Where the records below reach the line containing "let bindings: Vec<(u64, u64, u64)>", start transcribing, and end with the line containing "assert!(bindings.iter().all(|&(_, offset, _)|", exactly and with nothing else added.

Collected data entries

|---|

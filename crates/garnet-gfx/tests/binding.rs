// Copyright 2026 the garnet authors
//
// Licensed under the Apache License, Version 2.0 (the "License");
// you may not use this file except in compliance with the License.
// You may obtain a copy of the License at
//
//     http://www.apache.org/licenses/LICENSE-2.0
//
// Unless required by applicable law or agreed to in writing, software
// distributed under the License is distributed on an "AS IS" BASIS,
// WITHOUT WARRANTIES OR CONDITIONS OF ANY KIND, either express or implied.
// See the License for the specific language governing permissions and
// limitations under the License.

mod common;

use common::{color_pass, render_target, simple_pipeline, test_context};
use garnet_core::binding::{ResourceSetLayoutDesc, SlotKind};
use garnet_core::image::{Extent3d, ImageDescriptor, SamplerDesc};
use garnet_core::memory::{BufferUsage, ImageUsage};
use garnet_core::raw::{DescriptorBindingDesc, RawDescriptorId};
use garnet_core::state::PrimitiveTopology;
use garnet_core::TextureFormat;
use garnet_gfx::{GfxContext, ListKind, MemoryLocation, NullCommand, NullDevice};

fn uniform_buffer(gfx: &GfxContext, size: u64) -> std::sync::Arc<garnet_gfx::GpuBuffer> {
    gfx.create_buffer(size, BufferUsage::UNIFORM, MemoryLocation::Dynamic, None)
        .unwrap()
}

fn bound_descriptors(device: &NullDevice) -> Vec<RawDescriptorId> {
    device
        .submitted_commands()
        .into_iter()
        .filter_map(|command| match command {
            NullCommand::BindDescriptor { descriptor, .. } => Some(descriptor),
            _ => None,
        })
        .collect()
}

#[test]
fn uniform_blocks_bind_one_raw_buffer_at_aligned_offsets() {
    let (device, gfx) = test_context();
    let target = render_target(&gfx, 64, 64);
    let pipeline = simple_pipeline(&gfx);
    let layout = gfx
        .create_resource_set_layout(&ResourceSetLayoutDesc::of_kinds(&[SlotKind::UniformBuffer]))
        .unwrap();

    let sets: Vec<_> = (0..3)
        .map(|_| {
            let set = gfx.create_resource_set(&layout);
            set.bind_uniform_buffer(0, &uniform_buffer(&gfx, 64));
            set
        })
        .collect();

    gfx.begin_frame().unwrap();
    let mut list = gfx.begin_pass(&color_pass(&target), ListKind::Buffered).unwrap();
    list.bind_pipeline(&pipeline);
    for set in &sets {
        list.bind_resource_set(0, set);
        list.draw(PrimitiveTopology::TriangleList, 0..3, None).unwrap();
    }
    gfx.submit_pass(list).unwrap();
    gfx.end_frame().unwrap();

    let bindings: Vec<(u64, u64, u64)> = bound_descriptors(&device)
        .into_iter()
        .map(|descriptor| match device.descriptor_bindings(descriptor)[0] {
            Some(DescriptorBindingDesc::UniformBuffer {
                buffer,
                offset,
                range,
            }) => (buffer.0, offset, range),
            other => panic!("unexpected binding {other:?}"),
        })
        .collect();
    assert_eq!(bindings.len(), 3);
    // One pool-wide raw buffer, carved at uniform-aligned offsets.
    assert!(bindings.iter().all(|&(buffer, _, _)| buffer == bindings[0].0));
    assert!(bindings.iter().all(|&(_, offset, _)| offset % 256 == 0));
    assert!(bindings.iter().all(|&(_, _, range)| range == 64));
    assert_ne!(bindings[0].1, bindings[1].1);
    assert_ne!(bindings[1].1, bindings[2].1);
}

#[test]
fn uniform_packing_follows_the_device_alignment_limit() {
    let (device, gfx) = test_context();
    device.set_uniform_offset_alignment(64);
    let target = render_target(&gfx, 64, 64);
    let pipeline = simple_pipeline(&gfx);
    let layout = gfx
        .create_resource_set_layout(&ResourceSetLayoutDesc::of_kinds(&[SlotKind::UniformBuffer]))
        .unwrap();

    let sets: Vec<_> = (0..3)
        .map(|_| {
            let set = gfx.create_resource_set(&layout);
            set.bind_uniform_buffer(0, &uniform_buffer(&gfx, 64));
            set
        })
        .collect();

    gfx.begin_frame().unwrap();
    let mut list = gfx.begin_pass(&color_pass(&target), ListKind::Buffered).unwrap();
    list.bind_pipeline(&pipeline);
    for set in &sets {
        list.bind_resource_set(0, set);
        list.draw(PrimitiveTopology::TriangleList, 0..3, None).unwrap();
    }
    gfx.submit_pass(list).unwrap();
    gfx.end_frame().unwrap();

    let mut offsets: Vec<u64> = bound_descriptors(&device)
        .into_iter()
        .map(|descriptor| match device.descriptor_bindings(descriptor)[0] {
            Some(DescriptorBindingDesc::UniformBuffer { offset, .. }) => offset,
            other => panic!("unexpected binding {other:?}"),
        })
        .collect();
    offsets.sort_unstable();
    // A looser device limit packs the 64-byte blocks back to back.
    assert_eq!(offsets, vec![0, 64, 128]);
}

#[test]
fn uncontended_rebind_updates_descriptor_in_place() {
    let (device, gfx) = test_context();
    let target = render_target(&gfx, 64, 64);
    let pipeline = simple_pipeline(&gfx);
    let layout = gfx
        .create_resource_set_layout(&ResourceSetLayoutDesc::of_kinds(&[SlotKind::UniformBuffer]))
        .unwrap();
    let set = gfx.create_resource_set(&layout);
    let first = uniform_buffer(&gfx, 64);
    let second = uniform_buffer(&gfx, 64);

    for buffer in [&first, &second] {
        set.bind_uniform_buffer(0, buffer);
        gfx.begin_frame().unwrap();
        let mut list = gfx.begin_pass(&color_pass(&target), ListKind::Buffered).unwrap();
        list.bind_pipeline(&pipeline);
        list.bind_resource_set(0, &set);
        list.draw(PrimitiveTopology::TriangleList, 0..3, None).unwrap();
        gfx.submit_pass(list).unwrap();
        gfx.end_frame().unwrap();
    }

    // The first frame completed before the rebind, so the same native
    // descriptor was rewritten.
    let descriptors = bound_descriptors(&device);
    assert_eq!(descriptors.len(), 2);
    assert_eq!(descriptors[0], descriptors[1]);
    assert_eq!(device.live_descriptors(), 1);
}

#[test]
fn contended_rebind_rotates_to_a_new_descriptor() {
    let (device, gfx) = test_context();
    let target = render_target(&gfx, 64, 64);
    let pipeline = simple_pipeline(&gfx);
    let layout = gfx
        .create_resource_set_layout(&ResourceSetLayoutDesc::of_kinds(&[SlotKind::UniformBuffer]))
        .unwrap();
    let set = gfx.create_resource_set(&layout);
    let first = uniform_buffer(&gfx, 64);
    let second = uniform_buffer(&gfx, 64);

    gfx.begin_frame().unwrap();
    for buffer in [&first, &second] {
        set.bind_uniform_buffer(0, buffer);
        let mut list = gfx.begin_pass(&color_pass(&target), ListKind::Buffered).unwrap();
        list.bind_pipeline(&pipeline);
        list.bind_resource_set(0, &set);
        list.draw(PrimitiveTopology::TriangleList, 0..3, None).unwrap();
        gfx.submit_pass(list).unwrap();
    }
    gfx.end_frame().unwrap();

    // The frame still referenced the first generation at rebind time, so
    // the set rotated instead of overwriting it.
    let descriptors = bound_descriptors(&device);
    assert_eq!(descriptors.len(), 2);
    assert_ne!(descriptors[0], descriptors[1]);
    // The superseded generation was freed once the frame completed.
    assert_eq!(device.live_descriptors(), 1);
}

#[test]
fn rotation_copies_unchanged_slots_forward() {
    let (device, gfx) = test_context();
    let target = render_target(&gfx, 64, 64);
    let pipeline = simple_pipeline(&gfx);
    let layout = gfx
        .create_resource_set_layout(&ResourceSetLayoutDesc::of_kinds(&[
            SlotKind::UniformBuffer,
            SlotKind::CombinedTextureSampler,
        ]))
        .unwrap();
    let set = gfx.create_resource_set(&layout);
    let first = uniform_buffer(&gfx, 64);
    let second = uniform_buffer(&gfx, 64);
    let texture = gfx
        .create_texture(ImageDescriptor {
            label: None,
            extent: Extent3d::new_2d(16, 16),
            mip_levels: 1,
            format: TextureFormat::Rgba8Unorm,
            usage: ImageUsage::SAMPLED,
            sample_count: 1,
        })
        .unwrap();
    let sampler = gfx.create_sampler(SamplerDesc::default()).unwrap();
    set.bind_uniform_buffer(0, &first);
    set.bind_combined_texture_sampler(1, &texture, &sampler);

    gfx.begin_frame().unwrap();
    for buffer in [&first, &second] {
        set.bind_uniform_buffer(0, buffer);
        let mut list = gfx.begin_pass(&color_pass(&target), ListKind::Buffered).unwrap();
        list.bind_pipeline(&pipeline);
        list.bind_resource_set(0, &set);
        list.draw(PrimitiveTopology::TriangleList, 0..3, None).unwrap();
        gfx.submit_pass(list).unwrap();
    }
    gfx.end_frame().unwrap();

    let descriptors = bound_descriptors(&device);
    assert_ne!(descriptors[0], descriptors[1]);
    // The texture slot was never rewritten after the rotation; it must
    // have been copied from the old generation.
    let bindings = device.descriptor_bindings(descriptors[1]);
    assert!(matches!(
        bindings[1],
        Some(DescriptorBindingDesc::CombinedTextureSampler { .. })
    ));
}

#[test]
fn texture_and_sampler_slots_bind_independently() {
    let (device, gfx) = test_context();
    let target = render_target(&gfx, 64, 64);
    let pipeline = simple_pipeline(&gfx);
    let layout = gfx
        .create_resource_set_layout(&ResourceSetLayoutDesc::of_kinds(&[
            SlotKind::SampledTexture,
            SlotKind::Sampler,
        ]))
        .unwrap();
    let set = gfx.create_resource_set(&layout);
    let texture = gfx
        .create_texture(ImageDescriptor {
            label: None,
            extent: Extent3d::new_2d(16, 16),
            mip_levels: 1,
            format: TextureFormat::Rgba8Unorm,
            usage: ImageUsage::SAMPLED,
            sample_count: 1,
        })
        .unwrap();
    let sampler = gfx.create_sampler(SamplerDesc::default()).unwrap();
    set.bind_texture(0, &texture);
    set.bind_sampler(1, &sampler);

    gfx.begin_frame().unwrap();
    let mut list = gfx.begin_pass(&color_pass(&target), ListKind::Buffered).unwrap();
    list.bind_pipeline(&pipeline);
    list.bind_resource_set(0, &set);
    list.draw(PrimitiveTopology::TriangleList, 0..3, None).unwrap();
    gfx.submit_pass(list).unwrap();
    gfx.end_frame().unwrap();

    let descriptors = bound_descriptors(&device);
    assert_eq!(descriptors.len(), 1);
    let bindings = device.descriptor_bindings(descriptors[0]);
    assert!(matches!(
        bindings[0],
        Some(DescriptorBindingDesc::SampledTexture { .. })
    ));
    assert!(matches!(
        bindings[1],
        Some(DescriptorBindingDesc::Sampler { .. })
    ));
}

#[test]
fn buffer_discard_refreshes_stale_bindings() {
    let (device, gfx) = test_context();
    let target = render_target(&gfx, 64, 64);
    let pipeline = simple_pipeline(&gfx);
    let layout = gfx
        .create_resource_set_layout(&ResourceSetLayoutDesc::of_kinds(&[SlotKind::UniformBuffer]))
        .unwrap();
    let set = gfx.create_resource_set(&layout);
    let buffer = uniform_buffer(&gfx, 64);
    set.bind_uniform_buffer(0, &buffer);

    gfx.begin_frame().unwrap();
    let mut list = gfx.begin_pass(&color_pass(&target), ListKind::Buffered).unwrap();
    list.bind_pipeline(&pipeline);
    list.bind_resource_set(0, &set);
    list.draw(PrimitiveTopology::TriangleList, 0..3, None).unwrap();
    gfx.submit_pass(list).unwrap();

    // The frame still reads the old block, so a discard moves the buffer
    // and the set must pick the move up without an explicit rebind.
    buffer
        .update(0, &[7u8; 64], garnet_gfx::WriteMode::Discard)
        .unwrap();

    let mut list = gfx.begin_pass(&color_pass(&target), ListKind::Buffered).unwrap();
    list.bind_pipeline(&pipeline);
    list.bind_resource_set(0, &set);
    list.draw(PrimitiveTopology::TriangleList, 0..3, None).unwrap();
    gfx.submit_pass(list).unwrap();
    gfx.end_frame().unwrap();

    let descriptors = bound_descriptors(&device);
    assert_eq!(descriptors.len(), 2);
    assert_ne!(descriptors[0], descriptors[1]);
}

#[test]
#[should_panic(expected = "not a uniform-buffer slot")]
fn binding_wrong_slot_kind_panics() {
    let (_device, gfx) = test_context();
    let layout = gfx
        .create_resource_set_layout(&ResourceSetLayoutDesc::of_kinds(&[SlotKind::SampledTexture]))
        .unwrap();
    let set = gfx.create_resource_set(&layout);
    let buffer = uniform_buffer(&gfx, 64);
    set.bind_uniform_buffer(0, &buffer);
}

|---|

REPLY
    let bindings: Vec<(u64, u64, u64)> = bound_descriptors(&device)
        .into_iter()
        .map(|descriptor| match device.descriptor_bindings(descriptor)[0] {
            Some(DescriptorBindingDesc::UniformBuffer {
                buffer,
                offset,
                range,
            }) => (buffer.0, offset, range),
            other => panic!("unexpected binding {other:?}"),
        })
        .collect();
    assert_eq!(bindings.len(), 3);
    // One pool-wide raw buffer, carved at uniform-aligned offsets.
    assert!(bindings.iter().all(|&(buffer, _, _)| buffer == bindings[0].0));
    assert!(bindings.iter().all(|&(_, offset, _)| offset % 256 == 0));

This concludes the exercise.